CVE-2025-33230 is an OS command injection vulnerability classified under CWE-78 found in the NVIDIA CUDA Toolkit, specifically within the Nsight Systems installer for Linux (.run installer). The vulnerability arises due to improper neutralization of special elements in the installation path input, allowing an attacker to inject malicious OS commands. When a user runs the installer and provides a crafted installation path containing malicious strings, these commands can be executed with the privileges of the installer process. The vulnerability affects all versions prior to CUDA Toolkit 13.1. The CVSS v3.1 score is 7.3 (high), with vector AV:L/AC:L/PR:L/UI:R/S:U/C:H/I:H/A:H, indicating local attack vector, low attack complexity, requiring limited privileges and user interaction, with high impact on confidentiality, integrity, and availability. Exploitation could lead to escalation of privileges, arbitrary code execution, data tampering, denial of service, and information disclosure. No public exploits are known yet, but the risk is significant given the widespread use of CUDA in AI, HPC, and scientific computing environments. The vulnerability is particularly critical in multi-user Linux environments where CUDA is installed, as attackers with limited access could leverage this flaw to gain higher privileges or disrupt systems.

For European organizations, the impact of CVE-2025-33230 can be substantial, especially in sectors relying heavily on NVIDIA CUDA Toolkit for AI research, scientific computing, and high-performance computing clusters. Successful exploitation could allow attackers to escalate privileges from a limited user account to higher system privileges, enabling unauthorized code execution and potential full system compromise. This could lead to data tampering, theft of sensitive intellectual property, disruption of critical computational workloads, and denial of service. Organizations running multi-user Linux environments with CUDA installations are at higher risk. The confidentiality, integrity, and availability of systems and data could be severely affected, impacting research outputs, commercial AI development, and critical infrastructure relying on GPU-accelerated computing.

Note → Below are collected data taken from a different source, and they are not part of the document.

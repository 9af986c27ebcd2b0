//! Study assistant backed by the Gemini `generateContent` API.
//!
//! Each question is sent as a single-turn request: the fixed system prompt is
//! prepended to the question and the first candidate's text is returned.
//! Conversation history is kept by the caller (see `studyplan-storage`).

mod prompt;

use std::time::Duration;

use reqwest::Client;
use serde::{Deserialize, Serialize};
use studyplan_shared::{AssistantConfig, Result, StudyPlanError};
use tracing::{debug, info, instrument};
use url::Url;

pub use prompt::{FALLBACK_REPLY, GREETING, QUICK_QUESTIONS, SYSTEM_PROMPT, compose_prompt};

/// User-Agent string for assistant requests.
const USER_AGENT: &str = concat!("studyplan/", env!("CARGO_PKG_VERSION"));

/// Header carrying the API key.
const API_KEY_HEADER: &str = "x-goog-api-key";

// ---------------------------------------------------------------------------
// Wire types
// ---------------------------------------------------------------------------

#[derive(Debug, Serialize)]
#[serde(rename_all = "camelCase")]
pub struct GenerateRequest {
    pub contents: Vec<Content>,
    pub generation_config: GenerationConfig,
}

#[derive(Debug, Serialize, Deserialize)]
pub struct Content {
    #[serde(default)]
    pub parts: Vec<Part>,
}

#[derive(Debug, Serialize, Deserialize)]
pub struct Part {
    #[serde(default)]
    pub text: Option<String>,
}

#[derive(Debug, Serialize)]
#[serde(rename_all = "camelCase")]
pub struct GenerationConfig {
    pub temperature: f64,
    pub max_output_tokens: u32,
}

#[derive(Debug, Default, Deserialize)]
struct GenerateResponse {
    #[serde(default)]
    candidates: Vec<Candidate>,
}

#[derive(Debug, Deserialize)]
struct Candidate {
    content: Option<Content>,
}

/// Request body for `question` under `config`.
pub fn build_request_body(question: &str, config: &AssistantConfig) -> GenerateRequest {
    GenerateRequest {
        contents: vec![Content {
            parts: vec![Part {
                text: Some(compose_prompt(question)),
            }],
        }],
        generation_config: GenerationConfig {
            temperature: config.temperature,
            max_output_tokens: config.max_output_tokens,
        },
    }
}

/// Text of the first part of the first candidate, if it is non-blank.
pub fn extract_reply(body: &str) -> Result<Option<String>> {
    let response: GenerateResponse = serde_json::from_str(body)
        .map_err(|e| StudyPlanError::Assistant(format!("unexpected response shape: {e}")))?;

    Ok(response
        .candidates
        .into_iter()
        .next()
        .and_then(|c| c.content)
        .and_then(|c| c.parts.into_iter().next())
        .and_then(|p| p.text)
        .filter(|t| !t.trim().is_empty()))
}

// ---------------------------------------------------------------------------
// Client
// ---------------------------------------------------------------------------

/// HTTP client for the assistant endpoint.
#[derive(Debug, Clone)]
pub struct AssistantClient {
    client: Client,
    url: Url,
    api_key: String,
    config: AssistantConfig,
}

impl AssistantClient {
    pub fn new(config: &AssistantConfig, api_key: impl Into<String>) -> Result<Self> {
        let api_key = api_key.into();
        if api_key.trim().is_empty() {
            return Err(StudyPlanError::config("assistant API key is empty"));
        }

        Ok(Self {
            client: build_client(config.timeout_secs)?,
            url: config.generate_url()?,
            api_key,
            config: config.clone(),
        })
    }

    /// Ask a single question and return the assistant's answer.
    ///
    /// A response without candidate text yields [`FALLBACK_REPLY`].
    #[instrument(skip_all, fields(model = %self.config.model, chars = question.len()))]
    pub async fn ask(&self, question: &str) -> Result<String> {
        if question.trim().is_empty() {
            return Err(StudyPlanError::validation("question must not be empty"));
        }

        let body = build_request_body(question, &self.config);
        debug!(url = %self.url, "sending generateContent request");

        let response = self
            .client
            .post(self.url.clone())
            .header(API_KEY_HEADER, &self.api_key)
            .json(&body)
            .send()
            .await
            .map_err(|e| StudyPlanError::Network(format!("{}: {e}", self.url)))?;

        let status = response.status();
        if !status.is_success() {
            return Err(StudyPlanError::Network(format!(
                "{}: HTTP {status}",
                self.url
            )));
        }

        let text = response
            .text()
            .await
            .map_err(|e| StudyPlanError::Network(format!("failed to read response: {e}")))?;

        match extract_reply(&text)? {
            Some(reply) => {
                info!(chars = reply.len(), "assistant replied");
                Ok(reply)
            }
            None => {
                debug!("response had no candidate text, using fallback");
                Ok(FALLBACK_REPLY.to_string())
            }
        }
    }
}

/// Build a reqwest client with appropriate settings.
fn build_client(timeout_secs: u64) -> Result<Client> {
    Client::builder()
        .user_agent(USER_AGENT)
        .timeout(Duration::from_secs(timeout_secs.max(1)))
        .build()
        .map_err(|e| StudyPlanError::Network(format!("failed to build HTTP client: {e}")))
}

#[cfg(test)]
mod tests {
    use super::*;

    fn config_for(endpoint: &str) -> AssistantConfig {
        AssistantConfig {
            endpoint: endpoint.into(),
            model: "test-model".into(),
            timeout_secs: 5,
            ..AssistantConfig::default()
        }
    }

    #[test]
    fn request_body_shape() {
        let body = build_request_body("  O que é sepse?  ", &AssistantConfig::default());
        let json = serde_json::to_value(&body).unwrap();

        let text = json["contents"][0]["parts"][0]["text"].as_str().unwrap();
        assert!(text.starts_with(SYSTEM_PROMPT));
        assert!(text.ends_with("Pergunta do usuário: O que é sepse?"));
        assert_eq!(json["generationConfig"]["maxOutputTokens"], 800);
        assert!((json["generationConfig"]["temperature"].as_f64().unwrap() - 0.7).abs() < 1e-9);
    }

    #[test]
    fn extract_reply_variants() {
        let ok = r#"{"candidates":[{"content":{"parts":[{"text":"Resposta"}]}}]}"#;
        assert_eq!(extract_reply(ok).unwrap().as_deref(), Some("Resposta"));

        assert_eq!(extract_reply(r#"{"candidates":[]}"#).unwrap(), None);
        assert_eq!(extract_reply("{}").unwrap(), None);
        assert_eq!(
            extract_reply(r#"{"candidates":[{"content":{"parts":[{"text":"  "}]}}]}"#).unwrap(),
            None
        );
        assert_eq!(
            extract_reply(r#"{"candidates":[{"finishReason":"SAFETY"}]}"#).unwrap(),
            None
        );
        assert!(matches!(
            extract_reply("<html>"),
            Err(StudyPlanError::Assistant(_))
        ));
    }

    #[test]
    fn client_requires_key() {
        assert!(AssistantClient::new(&AssistantConfig::default(), "  ").is_err());
        assert!(AssistantClient::new(&AssistantConfig::default(), "k").is_ok());
    }

    #[test]
    fn quick_questions_are_not_blank() {
        assert!(!QUICK_QUESTIONS.is_empty());
        assert!(QUICK_QUESTIONS.iter().all(|q| !q.trim().is_empty()));
        assert!(!GREETING.is_empty());
    }

    #[tokio::test]
    async fn ask_with_mock_server() {
        let server = wiremock::MockServer::start().await;

        wiremock::Mock::given(wiremock::matchers::method("POST"))
            .and(wiremock::matchers::path("/models/test-model:generateContent"))
            .and(wiremock::matchers::header("x-goog-api-key", "secret"))
            .and(wiremock::matchers::body_partial_json(serde_json::json!({
                "generationConfig": { "maxOutputTokens": 800 }
            })))
            .respond_with(wiremock::ResponseTemplate::new(200).set_body_json(serde_json::json!({
                "candidates": [{ "content": { "parts": [{ "text": "Sepse é..." }] } }]
            })))
            .mount(&server)
            .await;

        let client = AssistantClient::new(&config_for(&server.uri()), "secret").unwrap();
        let reply = client.ask("O que é sepse?").await.unwrap();
        assert_eq!(reply, "Sepse é...");
    }

    #[tokio::test]
    async fn ask_uses_fallback_without_candidates() {
        let server = wiremock::MockServer::start().await;

        wiremock::Mock::given(wiremock::matchers::method("POST"))
            .respond_with(
                wiremock::ResponseTemplate::new(200).set_body_json(serde_json::json!({})),
            )
            .mount(&server)
            .await;

        let client = AssistantClient::new(&config_for(&server.uri()), "secret").unwrap();
        assert_eq!(client.ask("Oi").await.unwrap(), FALLBACK_REPLY);
    }

    #[tokio::test]
    async fn ask_reports_http_status() {
        let server = wiremock::MockServer::start().await;

        wiremock::Mock::given(wiremock::matchers::method("POST"))
            .respond_with(wiremock::ResponseTemplate::new(429))
            .mount(&server)
            .await;

        let client = AssistantClient::new(&config_for(&server.uri()), "secret").unwrap();
        let err = client.ask("Oi").await.unwrap_err();
        assert!(matches!(err, StudyPlanError::Network(_)));
        assert!(err.to_string().contains("429"));
        assert!(!err.to_string().contains("secret"));
    }

    #[tokio::test]
    async fn blank_question_is_rejected_before_sending() {
        let client = AssistantClient::new(&config_for("http://127.0.0.1:9"), "secret").unwrap();
        assert!(matches!(
            client.ask("   ").await,
            Err(StudyPlanError::Validation { .. })
        ));
    }
}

European organizations should immediately verify if their systems run affected versions of the NVIDIA CUDA Toolkit on Linux. The primary mitigation is to upgrade to CUDA Toolkit version 13.1 or later, where this vulnerability has been addressed. Until patching is possible, restrict access to systems where the CUDA installer might be run, especially limiting local user permissions to trusted personnel only. Employ strict input validation and sanitization if custom installation scripts or automation tools are used. Monitor installation activities and system logs for suspicious command execution or privilege escalation attempts. Implement application whitelisting and endpoint detection and response (EDR) solutions to detect anomalous behaviors related to installer execution. Educate system administrators about the risks of running untrusted installers and the importance of verifying installation paths. Finally, maintain regular backups and incident response plans to quickly recover from potential exploitation.